Washington The Obama administration, which is negotiating separate free trade deals with Asian and European countries, is “exploring” a regional trade plan for the Americas that would be the most ambitious hemispheric initiative in years.
U.S. Secretary of State John Kerry said in an interview that he would like to first seek an agreement to deepen the existing North American Free Trade Agreement (NAFTA) with Mexico and Canada, and to expand it afterward to the rest of Latin America.
“It’s something I actually have asked some folks here to explore, and I’ve had conversations with a couple of people outside of here who were very knowledgeable about hemispheric relationships,” Kerry said. “And they’re very encouraging about it, so we’re going to try to do our due diligence on this, and I’m really hopeful.”
NAFTA will turn 20 years old in 2014, and has lost much of its earlier impetus in recent years. U.S. officials say next year’s anniversary will be a golden opportunity to relaunch it.
In the rare interview on Latin American affairs that he gave me for the Miami Herald and “Oppenheimer Presenta” on CNN en Espanol last week, Kerry suggested that the idea of strengthening NAFTA is more than a theoretical aspiration. He said he has been discussing it with former U.S. ambassadors and trade representatives, and that he plans to put it on the table.
The United States, Mexico and Canada would be “the major block of it, reaching out to the rest of Central America, the Caribbean, Latin America,” Kerry said. He added that the plan would be to start in North America, because several South American nations are not yet willing to forge closer commercial ties with the United States.
Asked when he would do that, Kerry noted that he has only been on the job for eight months, and that he has another three years ahead of him. “We’re not finished, unless I screw up,” he said, laughing.
Top aides to Kerry say the plan to relaunch NAFTA could come as early as February, when President Barack Obama is scheduled to meet with his Mexican and Canadian counterparts at a North American Leaders’ Summit in Mexico. That summit is supposed to be a regular annual meeting, but it did not take place this year.
The United States has not proposed a new trade bloc in the Americas since negotiations for the Free Trade Area of the Americas collapsed in 2005, when Brazil, Argentina and Venezuela effectively killed the idea at a summit in Mar del Plata, Argentina, attended by then-President George W. Bush.
Since then, the United States has signed separate trade deals with Peru, Colombia and Panama, but has not tried to resurrect plans for a regional free trade deal in the Western Hemisphere.

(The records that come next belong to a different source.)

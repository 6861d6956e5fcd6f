use autorunner_common::{BlockHandle, ExitSuffix, Lane, TurnDecision};
use autorunner_kernel::TrackWorld;
use glam::Vec3;
use serde::{Deserialize, Serialize};

use crate::chain::BlockChain;
use crate::error::TrackError;
use crate::follower::PathFollower;

/// Left, center and right waypoint sequences.
#[derive(Debug, Clone, Default, PartialEq, Serialize, Deserialize)]
pub struct WaypointSet {
    pub left: Vec<Vec3>,
    pub center: Vec<Vec3>,
    pub right: Vec<Vec3>,
}

impl WaypointSet {
    pub fn lane(&self, lane: Lane) -> &[Vec3] {
        match lane {
            Lane::Left => &self.left,
            Lane::Center => &self.center,
            Lane::Right => &self.right,
        }
    }

    pub fn lane_mut(&mut self, lane: Lane) -> &mut Vec<Vec3> {
        match lane {
            Lane::Left => &mut self.left,
            Lane::Center => &mut self.center,
            Lane::Right => &mut self.right,
        }
    }

    /// Append `other` lane by lane.
    pub fn extend(&mut self, other: WaypointSet) {
        self.left.extend(other.left);
        self.center.extend(other.center);
        self.right.extend(other.right);
    }

    pub fn is_empty(&self) -> bool {
        self.left.is_empty() && self.center.is_empty() && self.right.is_empty()
    }

    /// Total number of points over all lanes.
    pub fn total(&self) -> usize {
        self.left.len() + self.center.len() + self.right.len()
    }

    /// Replace the follower's three sequences with this set.
    pub fn publish<F: PathFollower + ?Sized>(&self, follower: &mut F) {
        for lane in Lane::ALL {
            follower.set_waypoints(lane, self.lane(lane).to_vec());
        }
    }
}

/// Waypoints gathered by one path walk.
#[derive(Debug, Clone, Default, PartialEq)]
pub struct PathSegment {
    pub waypoints: WaypointSet,
    /// Blocks the walk moved off the live chain, in order.
    pub consumed: Vec<BlockHandle>,
    /// Turn taken at a fork during this walk.
    pub turn: Option<TurnDecision>,
    /// The live chain is empty after the walk.
    pub drained: bool,
}

#[derive(Debug, Clone, PartialEq)]
pub enum RebuildOutcome {
    Complete(PathSegment),
    /// A fork needs the character's turn before the walk can continue.
    /// Nothing was consumed or published.
    AwaitingTurn { fork: BlockHandle },
}

/// Running totals since the last reset.
#[derive(Debug, Clone, Copy, Default, PartialEq, Eq)]
pub struct AccumulatorStats {
    pub rebuilds: u64,
    pub stalls: u64,
    pub consumed: u64,
}

/// Walks the live chain and turns block waypoint groups into a follower path.
#[derive(Debug, Default)]
pub struct PathAccumulator {
    stats: AccumulatorStats,
}

impl PathAccumulator {
    pub fn new() -> Self {
        Self::default()
    }

    pub fn stats(&self) -> AccumulatorStats {
        self.stats
    }

    pub fn reset(&mut self) {
        self.stats = AccumulatorStats::default();
    }

    /// Walk the chain with the follower's current turn decision and, unless a
    /// fork is still undecided, replace the follower's waypoints with the result.
    pub fn rebuild_path<W, F>(
        &mut self,
        world: &W,
        chain: &mut BlockChain,
        follower: &mut F,
        start_from_entry: bool,
    ) -> Result<RebuildOutcome, TrackError>
    where
        W: TrackWorld + ?Sized,
        F: PathFollower + ?Sized,
    {
        let outcome = self.collect(world, chain, start_from_entry, follower.turn_decision())?;
        if let RebuildOutcome::Complete(segment) = &outcome {
            segment.waypoints.publish(follower);
            if let Some(decision) = segment.turn {
                follower.turn_consumed(decision);
            }
        }
        Ok(outcome)
    }

    /// Walk the chain from the front and gather waypoints without publishing.
    ///
    /// `start_from_entry` makes the first block contribute its `In` group;
    /// otherwise it contributes its exit side. The walk stops at the second
    /// block with exits, which stays live; every block before it is retired.
    /// Chain changes are applied only when the walk completes.
    pub fn collect<W: TrackWorld + ?Sized>(
        &mut self,
        world: &W,
        chain: &mut BlockChain,
        start_from_entry: bool,
        decision: TurnDecision,
    ) -> Result<RebuildOutcome, TrackError> {
        let _span = tracing::debug_span!("rebuild_path", start_from_entry).entered();

        let mut from_entry = start_from_entry;
        let mut steps: Vec<(BlockHandle, ExitSuffix)> = Vec::new();
        let mut pops = 0;
        let mut turn = None;

        for block in chain.iter() {
            let mut suffix = if from_entry || block.outs == 0 {
                ExitSuffix::In
            } else {
                ExitSuffix::Out
            };
            if block.is_fork() && !from_entry {
                let Some(exit) = decision.fork_exit() else {
                    self.stats.stalls += 1;
                    tracing::debug!(fork = ?block.handle, "waiting for turn decision");
                    return Ok(RebuildOutcome::AwaitingTurn { fork: block.handle });
                };
                suffix = exit;
                turn = Some((block.handle, exit, decision));
            }
            steps.push((block.handle, suffix));
            if block.outs > 0 {
                if from_entry {
                    break;
                }
                from_entry = true;
            }
            pops += 1;
        }

        let mut waypoints = WaypointSet::default();
        for (handle, suffix) in &steps {
            for lane in Lane::ALL {
                let group = lane.group_name(*suffix);
                let points = world
                    .children_positions(*handle, &group)
                    .ok_or(TrackError::MissingPathGroup {
                        handle: *handle,
                        group,
                    })?;
                waypoints.lane_mut(lane).extend(points);
            }
        }

        if let Some((handle, exit, _)) = turn {
            let anchor = world
                .named_child_transform(handle, exit.as_str())
                .ok_or_else(|| TrackError::MissingAnchor {
                    handle: Some(handle),
                    template: chain
                        .iter()
                        .find(|b| b.handle == handle)
                        .map(|b| b.name.clone())
                        .unwrap_or_default(),
                    anchor: exit.as_str().to_string(),
                })?;
            chain.set_anchor(anchor);
        }

        let consumed: Vec<BlockHandle> = (0..pops)
            .filter_map(|_| chain.retire_front().map(|b| b.handle))
            .collect();
        self.stats.rebuilds += 1;
        self.stats.consumed += consumed.len() as u64;
        tracing::debug!(
            walked = steps.len(),
            consumed = consumed.len(),
            points = waypoints.center.len(),
            "path rebuilt"
        );

        Ok(RebuildOutcome::Complete(PathSegment {
            waypoints,
            consumed,
            turn: turn.map(|(_, _, decision)| decision),
            drained: chain.is_empty(),
        }))
    }
}
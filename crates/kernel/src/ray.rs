use autorunner_common::{BlockHandle, Transform};
use glam::Vec3;
use serde::{Deserialize, Serialize};

/// Hits closer than this to the ray origin are treated as touching, not
/// blocking. Exit anchors sit exactly on the face of their own floor.
pub const CONTACT_SKIN: f32 = 1e-3;

#[derive(Debug, Clone, Copy, PartialEq, Serialize, Deserialize)]
pub struct Ray {
    pub origin: Vec3,
    /// Unit direction.
    pub direction: Vec3,
}

impl Ray {
    pub fn new(origin: Vec3, direction: Vec3) -> Self {
        Self {
            origin,
            direction: direction.normalize_or_zero(),
        }
    }

    pub fn at(&self, distance: f32) -> Vec3 {
        self.origin + self.direction * distance
    }

    /// This ray expressed in the local frame of `frame`.
    pub fn to_local(&self, frame: &Transform) -> Ray {
        let inverse = frame.inverse();
        Ray {
            origin: inverse.transform_point(self.origin),
            direction: inverse.transform_vector(self.direction),
        }
    }

    /// Slab test against an axis-aligned box. Returns the entry distance,
    /// clamped to 0 when the origin is inside the box.
    pub fn intersect_aabb(&self, min: Vec3, max: Vec3, max_distance: f32) -> Option<f32> {
        let mut t_near = f32::NEG_INFINITY;
        let mut t_far = f32::INFINITY;
        for axis in 0..3 {
            let o = self.origin[axis];
            let d = self.direction[axis];
            if d.abs() < 1e-8 {
                if o < min[axis] || o > max[axis] {
                    return None;
                }
                continue;
            }
            let inv = 1.0 / d;
            let (t0, t1) = {
                let a = (min[axis] - o) * inv;
                let b = (max[axis] - o) * inv;
                if a <= b { (a, b) } else { (b, a) }
            };
            t_near = t_near.max(t0);
            t_far = t_far.min(t1);
            if t_near > t_far {
                return None;
            }
        }
        if t_far <= CONTACT_SKIN {
            return None;
        }
        let t = t_near.max(0.0);
        (t <= max_distance).then_some(t)
    }
}

/// Result of a successful raycast.
#[derive(Debug, Clone, Copy, PartialEq, Serialize, Deserialize)]
pub struct RayHit {
    /// Block whose collider was hit; `None` for static scenery.
    pub block: Option<BlockHandle>,
    pub distance: f32,
    pub point: Vec3,
}
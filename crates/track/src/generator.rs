use autorunner_assets::{BlockTemplate, TemplateLibrary};
use autorunner_common::{BlockHandle, ExitSuffix, Transform};
use autorunner_kernel::{RayHit, SeededRng, TrackWorld};
use glam::Vec3;

use crate::chain::{BlockChain, LiveBlock};
use crate::config::TrackConfig;
use crate::error::TrackError;
use crate::geometry;

/// Result of one [`TrackGenerator::extend_chain`] pass.
#[derive(Debug, Clone, Default, PartialEq)]
pub struct ExtendReport {
    /// Accepted blocks in chain order.
    pub accepted: Vec<BlockHandle>,
    /// Placements destroyed because an exit probe was obstructed.
    pub rejected: u32,
    /// The pass ended early on a fork.
    pub fork_terminated: bool,
}

/// Running totals since the last reset.
#[derive(Debug, Clone, Copy, Default, PartialEq, Eq)]
pub struct GeneratorStats {
    pub passes: u64,
    pub placed: u64,
    pub rejected: u64,
    pub fork_terminations: u64,
}

enum Probe {
    Clear { exit: ExitSuffix, transform: Transform },
    Blocked { exit: ExitSuffix, hit: RayHit },
}

/// Stitches block templates onto the end of a [`BlockChain`].
pub struct TrackGenerator {
    library: TemplateLibrary,
    config: TrackConfig,
    rng: SeededRng,
    stats: GeneratorStats,
    spawn_point: Option<Vec3>,
}

impl TrackGenerator {
    pub fn new(library: TemplateLibrary, config: TrackConfig, rng: SeededRng) -> Self {
        Self {
            library,
            config,
            rng,
            stats: GeneratorStats::default(),
            spawn_point: None,
        }
    }

    pub fn library(&self) -> &TemplateLibrary {
        &self.library
    }

    pub fn config(&self) -> &TrackConfig {
        &self.config
    }

    pub fn stats(&self) -> GeneratorStats {
        self.stats
    }

    pub fn seed(&self) -> u64 {
        self.rng.seed()
    }

    /// Where the character should be dropped, known once the first block is placed.
    pub fn spawn_point(&self) -> Option<Vec3> {
        self.spawn_point
    }

    /// Forget everything placed so far; the next block placed is the start block again.
    pub fn reset(&mut self, seed: u64) {
        self.rng.reseed(seed);
        self.stats = GeneratorStats::default();
        self.spawn_point = None;
    }

    /// Append up to `count` probe-checked blocks at the chain anchor.
    ///
    /// Stops early after accepting a fork, and refuses to extend while the
    /// chain still ends in one: the turn must be known first. Fails once
    /// `retry_budget` placements in a row have been obstructed; a budget of 0
    /// fails on the first obstruction.
    pub fn extend_chain<W: TrackWorld>(
        &mut self,
        world: &mut W,
        chain: &mut BlockChain,
        count: usize,
    ) -> Result<ExtendReport, TrackError> {
        let _span = tracing::info_span!("extend_chain", count).entered();
        if self.library.is_empty() {
            return Err(TrackError::EmptyPool);
        }
        if let Some(fork) = chain.back().filter(|b| b.is_fork()) {
            tracing::debug!(fork = ?fork.handle, "extension waits for a turn decision");
            return Err(TrackError::UndecidedFork { fork: fork.handle });
        }

        let mut report = ExtendReport::default();
        let mut remaining = count;
        let mut streak = 0u32;

        while remaining > 0 {
            let position = if self.stats.placed == 0 {
                0
            } else {
                self.rng.below(self.library.len())
            };
            let Some(template) = self.library.at(position) else {
                return Err(TrackError::EmptyPool);
            };

            let entry = template
                .anchor(ExitSuffix::In)
                .ok_or_else(|| TrackError::MissingAnchor {
                    handle: None,
                    template: template.name.clone(),
                    anchor: ExitSuffix::In.as_str().to_string(),
                })?;
            let anchor = chain.anchor();
            let root = geometry::root_for_entry(&anchor, entry);
            let handle = world.spawn_instance(template, root.position, root.rotation);

            let probe = match probe_exits(world, handle, template, &self.config) {
                Ok(probe) => probe,
                Err(err) => {
                    world.destroy_instance(handle);
                    return Err(err);
                }
            };

            let (exit, exit_transform) = match probe {
                Probe::Clear { exit, transform } => (exit, transform),
                Probe::Blocked { exit, hit } => {
                    world.destroy_instance(handle);
                    report.rejected += 1;
                    self.stats.rejected += 1;
                    streak += 1;
                    let budget = self.config.retry_budget.saturating_sub(streak);
                    tracing::debug!(
                        template = %template.name,
                        %exit,
                        distance = hit.distance,
                        budget,
                        "placement obstructed"
                    );
                    if budget == 0 {
                        tracing::error!(
                            rejected = report.rejected,
                            template = %template.name,
                            "retry budget exhausted; block templates cannot continue the track"
                        );
                        return Err(TrackError::RetryBudgetExhausted {
                            rejected: streak,
                            template: template.name.clone(),
                        });
                    }
                    continue;
                }
            };

            streak = 0;
            pick_decoration(&mut self.rng, world, handle, template);
            if self.stats.placed == 0 {
                self.spawn_point = Some(geometry::spawn_point(&anchor, self.config.spawn_height));
            }

            chain.push(LiveBlock {
                handle,
                template: template.id(),
                name: template.name.clone(),
                outs: template.outs,
            });
            chain.set_anchor(exit_transform);
            self.stats.placed += 1;
            report.accepted.push(handle);
            remaining -= 1;
            tracing::debug!(template = %template.name, ?handle, %exit, "block accepted");

            if template.is_fork() {
                remaining = 0;
                report.fork_terminated = true;
                self.stats.fork_terminations += 1;
            }
        }

        self.stats.passes += 1;
        tracing::info!(
            accepted = report.accepted.len(),
            rejected = report.rejected,
            fork = report.fork_terminated,
            "generation pass complete"
        );
        Ok(report)
    }
}

/// Keep one decoration group at random and disable the rest.
fn pick_decoration<W: TrackWorld>(
    rng: &mut SeededRng,
    world: &mut W,
    handle: BlockHandle,
    template: &BlockTemplate,
) {
    if template.groups.len() < 2 {
        return;
    }
    let keep = rng.below(template.groups.len());
    for (i, group) in template.groups.iter().enumerate() {
        if i != keep {
            world.set_group_enabled(handle, &group.name, false);
        }
    }
}

/// Probe every declared exit in order. The first obstruction wins; when all
/// are clear the last exit probed is the one the chain continues from.
fn probe_exits<W: TrackWorld>(
    world: &mut W,
    handle: BlockHandle,
    template: &BlockTemplate,
    config: &TrackConfig,
) -> Result<Probe, TrackError> {
    let mut last = None;
    for &exit in template.exits() {
        let transform = world
            .named_child_transform(handle, exit.as_str())
            .ok_or_else(|| TrackError::MissingAnchor {
                handle: Some(handle),
                template: template.name.clone(),
                anchor: exit.as_str().to_string(),
            })?;
        let ray = geometry::probe_ray(&transform);
        let hit = world.raycast(&ray, config.probe_distance, config.probe_layers);
        tracing::trace!(template = %template.name, %exit, blocked = hit.is_some(), "probe");
        if let Some(hit) = hit {
            return Ok(Probe::Blocked { exit, hit });
        }
        last = Some((exit, transform));
    }
    let (exit, transform) = last.ok_or_else(|| TrackError::MissingAnchor {
        handle: Some(handle),
        template: template.name.clone(),
        anchor: ExitSuffix::Out.as_str().to_string(),
    })?;
    Ok(Probe::Clear { exit, transform })
}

Instead, the Obama administration has launched a Trans-Pacific Partnership (TPP) negotiation with 11 Pacific rim countries — mostly Asian countries such as Japan and Malaysia, but also including some Latin American Pacific Coast countries, such as Mexico — and a separate Transatlantic Trade and Investment Partnership (TTIP) with 28 European Union nations.
If Washington signs the proposed trans-Pacific and trans-Atlantic trade agreements, several major Latin American countries not included in the TPP — such as Brazil, Argentina and Venezuela — would be left outside the two biggest global trading blocs.
According to top Kerry aides, the three NAFTA countries are planning to discuss, among other things, a regional energy agreement. Last week, Mexico’s Congress passed a historic bill that will change the constitution to end 75 years of total government control over its oil reserves, allowing foreign investors to help develop unexplored oil fields.
The rapid increase in trade between the United States, Mexico and Canada slowed in recent years in part because of stiffer border controls in the aftermath of the 2001 terrorist attacks in New York and Washington, and also because anti-Mexican sentiment fueled by Fox News anchors and other U.S. anti-immigration zealots has inhibited U.S. policy-makers from pushing for deeper economic ties with Mexico.
My opinion: There is nothing wrong with the Obama administration’s initiatives to create U.S.-Asia and U.S.-European economic blocs, but it doesn’t make sense to do that without U.S. partners in the Americas. If the United States wants to effectively compete with China and other emerging economic powers, it needs to build manufacturing and services supply chains in Mexico and other Latin American countries.
In that sense, Kerry’s revelation about a possible relaunching of the NAFTA deal is welcome news. And judging from the latest American University poll, there is no excuse for not doing it immediately, at the upcoming three-country summit in Mexico.